Inner medullary collecting ducts (IMCD) are the final nephron segments through which urine flows. To investigate epithelial ion transport in human IMCD, we established primary cell cultures from initial (hIMCD(i)) and terminal (hIMCD(t)) inner medullary regions of human kidneys. AVP, PGE(2), and forskolin increased cAMP in both hIMCD(i) and hIMCD(t) cells. The effects of AVP and PGE2 were greatest in hIMCD(i); however, forskolin increased cAMP to the same extent in hIMCD(i) and hIMCD(t). Basal short-circuit current (I(SC)) of hIMCD(i) monolayers was 1.4 +/- 0.5 microA/cm2 and was inhibited by benzamil, a Na+ channel blocker. 8-Bromo-cAMP, AVP, PGE(2), and forskolin increased I(SC); the current was reduced by blocking PKA, apical Cl- channels, basolateral NKCC1 (a Na+ - K+ - 2Cl- cotransporter), and basolateral Cl-/HCO(3)(-) exchangers.
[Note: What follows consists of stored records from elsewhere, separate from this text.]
//! Property-based tests for the evaluator and the history engine.
//!
//! Random sequences of moves, jumps and resets are driven through the
//! engine and every reachable state is checked against the game invariants.

use proptest::prelude::*;
use rewind_tictactoe::invariants::{GameInvariants, InvariantSet};
use rewind_tictactoe::rules::LINES;
use rewind_tictactoe::{
    Board, Evaluation, Game, Move, Player, Position, Square, Status, check_winner, evaluate,
};

// =============================================================================
// Strategies
// =============================================================================

#[derive(Debug, Clone, Copy)]
enum Action {
    Move(usize),
    Jump(usize),
    Reset,
}

/// Mostly moves, some jumps, rare resets. Out-of-range values are included.
fn arb_action() -> impl Strategy<Value = Action> {
    prop_oneof![
        8 => (0usize..11).prop_map(Action::Move),
        3 => (0usize..12).prop_map(Action::Jump),
        1 => Just(Action::Reset),
    ]
}

fn arb_square() -> impl Strategy<Value = Square> {
    prop_oneof![
        Just(Square::Empty),
        Just(Square::Occupied(Player::X)),
        Just(Square::Occupied(Player::O)),
    ]
}

fn arb_board() -> impl Strategy<Value = Board> {
    proptest::array::uniform9(arb_square()).prop_map(Board::from_squares)
}

fn arb_player() -> impl Strategy<Value = Player> {
    prop_oneof![Just(Player::X), Just(Player::O)]
}

fn apply(game: &mut Game, action: Action) {
    match action {
        Action::Move(i) => game.apply_move(i),
        Action::Jump(i) => game.jump_to(i),
        Action::Reset => game.reset(),
    }
}

fn has_line(board: &Board, player: Player) -> bool {
    LINES
        .iter()
        .any(|line| line.iter().all(|pos| board.get(*pos) == Square::Occupied(player)))
}

// =============================================================================
// Evaluator properties
// =============================================================================

proptest! {
    #[test]
    fn filled_line_wins_for_that_mark(
        line_index in 0usize..8,
        player in arb_player(),
        noise in proptest::collection::vec(0usize..9, 0..4),
    ) {
        let line = LINES[line_index];
        // Opponent marks go only on squares off the line.
        let mut board = Board::new();
        for index in noise {
            let pos = Position::from_index(index).unwrap();
            if !line.contains(&pos) {
                board = board.with_mark(pos, player.opponent());
            }
        }
        for pos in line {
            board = board.with_mark(pos, player);
        }
        prop_assume!(!has_line(&board, player.opponent()));

        let win = check_winner(&board).expect("filled line must win");
        prop_assert_eq!(win.player, player);
        prop_assert_eq!(win.line, line);
    }

    #[test]
    fn no_line_means_no_win(board in arb_board()) {
        let any_line = has_line(&board, Player::X) || has_line(&board, Player::O);
        prop_assert_eq!(check_winner(&board).is_some(), any_line);
    }

    #[test]
    fn draw_iff_full_without_line(board in arb_board()) {
        let full = board.occupied_count() == 9;
        let any_line = has_line(&board, Player::X) || has_line(&board, Player::O);
        let evaluation = evaluate(&board);

        prop_assert_eq!(evaluation == Evaluation::Draw, full && !any_line);
        prop_assert_eq!(evaluation == Evaluation::InProgress, !full && !any_line);
    }
}

// =============================================================================
// Engine properties
// =============================================================================

proptest! {
    #[test]
    fn reachable_games_keep_invariants(actions in proptest::collection::vec(arb_action(), 0..40)) {
        let mut game = Game::new();
        for action in actions {
            apply(&mut game, action);
            prop_assert!(GameInvariants::check_all(&game).is_ok());
        }
    }

    #[test]
    fn turns_alternate_starting_with_x(actions in proptest::collection::vec(arb_action(), 0..40)) {
        let mut game = Game::new();
        for action in actions {
            apply(&mut game, action);
        }

        for (i, board) in game.history().iter().enumerate() {
            prop_assert_eq!(board.occupied_count(), i);
            if i > 0 {
                let played: Move = game.move_at(i).expect("every later entry has a move");
                let expected = if i % 2 == 1 { Player::X } else { Player::O };
                prop_assert_eq!(played.player, expected);
            }
        }
    }

    #[test]
    fn rejected_actions_change_nothing(
        actions in proptest::collection::vec(arb_action(), 0..30),
        probe in arb_action(),
    ) {
        let mut game = Game::new();
        for action in actions {
            apply(&mut game, action);
        }

        let rejected = match probe {
            Action::Move(i) => game.validate_move(i).is_err(),
            Action::Jump(i) => game.validate_jump(i).is_err(),
            Action::Reset => false,
        };
        let before = game.clone();
        apply(&mut game, probe);

        if rejected {
            prop_assert_eq!(game, before);
        } else if let Action::Move(_) = probe {
            prop_assert_eq!(game.history_len(), before.cursor() + 2);
            prop_assert_eq!(&game.history()[..=before.cursor()], &before.history()[..=before.cursor()]);
        }
    }

    #[test]
    fn jump_never_changes_history(
        actions in proptest::collection::vec(arb_action(), 0..30),
        target in 0usize..12,
    ) {
        let mut game = Game::new();
        for action in actions {
            apply(&mut game, action);
        }
        let history = game.history().to_vec();

        game.jump_to(target);

        prop_assert_eq!(game.history(), history.as_slice());
        if target < history.len() {
            prop_assert_eq!(game.cursor(), target);
        }
    }

    #[test]
    fn reset_always_returns_to_start(actions in proptest::collection::vec(arb_action(), 0..30)) {
        let mut game = Game::new();
        for action in actions {
            apply(&mut game, action);
        }
        game.reset();

        prop_assert_eq!(game.history(), &[Board::new()][..]);
        prop_assert_eq!(game.cursor(), 0);
        prop_assert_eq!(game.status(), Status::NextPlayer(Player::X));
    }

    #[test]
    fn terminal_snapshots_only_at_the_end(actions in proptest::collection::vec(arb_action(), 0..40)) {
        let mut game = Game::new();
        for action in actions {
            apply(&mut game, action);
        }
        let last = game.history_len() - 1;
        for (i, board) in game.history().iter().enumerate() {
            if i < last {
                prop_assert!(!evaluate(board).is_terminal());
            }
        }
    }
}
In fluid transport studies, hIMCD(i) monolayers absorbed fluid in the basal state and forskolin reversed net fluid transport to secretion. In hIMCD(t) monolayers, basal current was not different from zero and cAMP had no effect on I(SC). We conclude that AVP and PGE2 stimulate cAMP-dependent Cl- secretion by hIMCD(i) cells, but not hIMCD(t) cells, in vitro. We suggest that salt secretion at specialized sites along human collecting ducts may be important in the formation of the final urine.